‘Megyn Kelly Presents’: Donald Trump Was the Dullest

Tuesday night’s Megyn Kelly Presents special began with the interview most people were tuning in to see: a sit-down with Donald Trump. “Let’s talk about us,” said the host. They rehashed Trump’s attack on Kelly after the first Republican debate, but now he was nothing but nice. He was also nothing but repetitive. No matter how hard Kelly tried to get him to say something new — asking him about the brother who died from alcoholism; whether he’s ever been “wounded” emotionally — Trump gave answers we’ve heard hundreds of times before. The man has no gift for self-reflection. Asked if he had any regrets, he said, “Absolutely [but] I don’t want to discuss [them].” The most quotable new comment occurred when Trump told Kelly that if he loses the election, he’ll consider his run “a total and complete waste of time and energy and money.” Well, that and the fact that his favorite book is All Quiet on the Western Front, and his favorite movie is Citizen Kane.

Related: Donald Trump’s Presidential Training Ground? The WWE.

It must have been very frustrating for Kelly — I’d hate to be the person who had to sift through the footage of their taping, trying to tease out a few nuggets. Trump didn’t rule out future friction between the two — “This could happen again, with us” — but, beyond Trump’s inability to be original in his phrasing, the interview lacked something: spontaneity.

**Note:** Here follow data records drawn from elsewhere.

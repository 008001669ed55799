use std::collections::HashMap;

use lazy_static::lazy_static;
use serde::{Deserialize, Serialize};

/// Every logging event category a guild can toggle.
///
/// The registry below is built from [`LogEvent::ALL`] once, so the same set of names is used for
/// lookups, bulk toggles and presets.
#[derive(Clone, Copy, Debug, PartialEq, Eq, Hash)]
pub enum LogEvent {
    ChannelCreate,
    ChannelDelete,
    ChannelUpdate,
    GuildBanAdd,
    GuildBanRemove,
    GuildEmojisUpdate,
    GuildMemberAdd,
    GuildMemberRemove,
    GuildRoleCreate,
    GuildRoleDelete,
    GuildRoleUpdate,
    GuildUpdate,
    UserUpdate,
    VoiceStateUpdate,
    // triggered by the bot itself rather than received from discord
    SwearDetect,
    UserModlog,
}

impl LogEvent {
    pub const ALL: [LogEvent; 16] = [
        LogEvent::ChannelCreate,
        LogEvent::ChannelDelete,
        LogEvent::ChannelUpdate,
        LogEvent::GuildBanAdd,
        LogEvent::GuildBanRemove,
        LogEvent::GuildEmojisUpdate,
        LogEvent::GuildMemberAdd,
        LogEvent::GuildMemberRemove,
        LogEvent::GuildRoleCreate,
        LogEvent::GuildRoleDelete,
        LogEvent::GuildRoleUpdate,
        LogEvent::GuildUpdate,
        LogEvent::UserUpdate,
        LogEvent::VoiceStateUpdate,
        LogEvent::SwearDetect,
        LogEvent::UserModlog,
    ];

    pub fn name(self) -> &'static str {
        match self {
            LogEvent::ChannelCreate => "ChannelCreate",
            LogEvent::ChannelDelete => "ChannelDelete",
            LogEvent::ChannelUpdate => "ChannelUpdate",
            LogEvent::GuildBanAdd => "GuildBanAdd",
            LogEvent::GuildBanRemove => "GuildBanRemove",
            LogEvent::GuildEmojisUpdate => "GuildEmojisUpdate",
            LogEvent::GuildMemberAdd => "GuildMemberAdd",
            LogEvent::GuildMemberRemove => "GuildMemberRemove",
            LogEvent::GuildRoleCreate => "GuildRoleCreate",
            LogEvent::GuildRoleDelete => "GuildRoleDelete",
            LogEvent::GuildRoleUpdate => "GuildRoleUpdate",
            LogEvent::GuildUpdate => "GuildUpdate",
            LogEvent::UserUpdate => "UserUpdate",
            LogEvent::VoiceStateUpdate => "VoiceStateUpdate",
            LogEvent::SwearDetect => "SwearDetect",
            LogEvent::UserModlog => "UserModlog",
        }
    }

    /// Exact, case sensitive lookup.
    pub fn from_name(name: &str) -> Option<LogEvent> {
        LOG_EVENT_REGISTRY.get(name).copied()
    }
}

lazy_static! {
    static ref LOG_EVENT_REGISTRY: HashMap<&'static str, LogEvent> = LogEvent::ALL
        .iter()
        .map(|event| (event.name(), *event))
        .collect();
}

#[derive(Clone, Debug, Default, PartialEq, Eq, Serialize, Deserialize)]
#[serde(default, rename_all = "camelCase")]
pub struct LogEvents {
    pub channel_create: bool,
    pub channel_delete: bool,
    pub channel_update: bool,
    pub guild_ban_add: bool,
    pub guild_ban_remove: bool,
    pub guild_emojis_update: bool,
    pub guild_member_add: bool,
    pub guild_member_remove: bool,
    pub guild_role_create: bool,
    pub guild_role_delete: bool,
    pub guild_role_update: bool,
    pub guild_update: bool,
    pub user_update: bool,
    pub voice_state_update: bool,
    pub swear_detect: bool,
    pub user_modlog: bool,
}

/// Result of toggling several events by name in one request.
#[derive(Debug, Default, PartialEq, Eq)]
pub struct FlagPartition {
    pub applied: Vec<String>,
    pub unknown: Vec<String>,
}

impl LogEvents {
    pub fn recommended() -> LogEvents {
        LogEvents {
            channel_create: true,
            channel_delete: true,
            guild_ban_add: true,
            guild_ban_remove: true,
            guild_member_add: true,
            guild_member_remove: true,
            guild_role_create: true,
            guild_role_delete: true,
            guild_role_update: true,
            guild_update: true,
            swear_detect: true,
            user_modlog: true,
            voice_state_update: true,
            ..LogEvents::default()
        }
    }

    fn flag_mut(&mut self, event: LogEvent) -> &mut bool {
        match event {
            LogEvent::ChannelCreate => &mut self.channel_create,
            LogEvent::ChannelDelete => &mut self.channel_delete,
            LogEvent::ChannelUpdate => &mut self.channel_update,
            LogEvent::GuildBanAdd => &mut self.guild_ban_add,
            LogEvent::GuildBanRemove => &mut self.guild_ban_remove,
            LogEvent::GuildEmojisUpdate => &mut self.guild_emojis_update,
            LogEvent::GuildMemberAdd => &mut self.guild_member_add,
            LogEvent::GuildMemberRemove => &mut self.guild_member_remove,
            LogEvent::GuildRoleCreate => &mut self.guild_role_create,
            LogEvent::GuildRoleDelete => &mut self.guild_role_delete,
            LogEvent::GuildRoleUpdate => &mut self.guild_role_update,
            LogEvent::GuildUpdate => &mut self.guild_update,
            LogEvent::UserUpdate => &mut self.user_update,
            LogEvent::VoiceStateUpdate => &mut self.voice_state_update,
            LogEvent::SwearDetect => &mut self.swear_detect,
            LogEvent::UserModlog => &mut self.user_modlog,
        }
    }

    pub fn get(&self, event: LogEvent) -> bool {
        match event {
            LogEvent::ChannelCreate => self.channel_create,
            LogEvent::ChannelDelete => self.channel_delete,
            LogEvent::ChannelUpdate => self.channel_update,
            LogEvent::GuildBanAdd => self.guild_ban_add,
            LogEvent::GuildBanRemove => self.guild_ban_remove,
            LogEvent::GuildEmojisUpdate => self.guild_emojis_update,
            LogEvent::GuildMemberAdd => self.guild_member_add,
            LogEvent::GuildMemberRemove => self.guild_member_remove,
            LogEvent::GuildRoleCreate => self.guild_role_create,
            LogEvent::GuildRoleDelete => self.guild_role_delete,
            LogEvent::GuildRoleUpdate => self.guild_role_update,
            LogEvent::GuildUpdate => self.guild_update,
            LogEvent::UserUpdate => self.user_update,
            LogEvent::VoiceStateUpdate => self.voice_state_update,
            LogEvent::SwearDetect => self.swear_detect,
            LogEvent::UserModlog => self.user_modlog,
        }
    }

    pub fn set(&mut self, event: LogEvent, value: bool) {
        *self.flag_mut(event) = value;
    }

    /// Returns `None` when `name` isn't a known event.
    pub fn lookup(&self, name: &str) -> Option<bool> {
        LogEvent::from_name(name).map(|event| self.get(event))
    }

    /// Returns whether `name` was recognized, nothing is touched otherwise.
    pub fn set_by_name(&mut self, name: &str, value: bool) -> bool {
        match LogEvent::from_name(name) {
            Some(event) => {
                self.set(event, value);
                true
            }
            None => false,
        }
    }

    pub fn set_all(&mut self, value: bool) {
        for event in LogEvent::ALL {
            self.set(event, value);
        }
    }

    pub fn apply_preset(&mut self, preset: &LogEvents) {
        *self = preset.clone();
    }

    /// Toggles each name independently, an unknown name never stops the ones after it.
    pub fn set_many<S: AsRef<str>>(&mut self, names: &[S], value: bool) -> FlagPartition {
        let mut partition = FlagPartition::default();
        for name in names {
            let name = name.as_ref();
            if self.set_by_name(name, value) {
                partition.applied.push(name.to_string());
            } else {
                partition.unknown.push(name.to_string());
            }
        }

        partition
    }

    pub fn states(&self) -> impl Iterator<Item = (&'static str, bool)> + '_ {
        LogEvent::ALL
            .iter()
            .map(move |event| (event.name(), self.get(*event)))
    }
}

If, as has been said, Kelly is positioning herself to be “the new Barbara Walters” in doing primetime celebrity interviews for an entertainment network (not Fox News), she ought to update the old Walters formula and do a few of these interviews live. Kelly thrives as a live broadcaster, able to craft sharp, articulate questions on the fly with a lawyerly precision — that talent ought to be used in this format. Kelly employed Bill Geddie, Walters’ longtime producer, for this special, and the hour was staged exactly the way Walters’ specials were: Kelly doing her own voice-overs, visiting some of her subjects in their natural habitats, asking personal questions that could border on the sentimental. To Kelly’s credit, her delivery scrubs most of the corniest queries clean of mawkishness, but the hour didn’t serve her best talents well.

Kelly’s other guests were attorney Robert Shapiro, Michael Douglas, and Laverne Cox. By far the best of these segments was the one with Cox. Kelly seemed to genuinely surprise Cox in asking her about her suicide attempt at age 11 (“Megyn, I didn’t know we were going to go there!”), and the two had an easy rapport — their conversation was loose and funny and engaging.

Clearly, Kelly has a future doing interviews like these. Whether it’s the best use of her gifts is another question.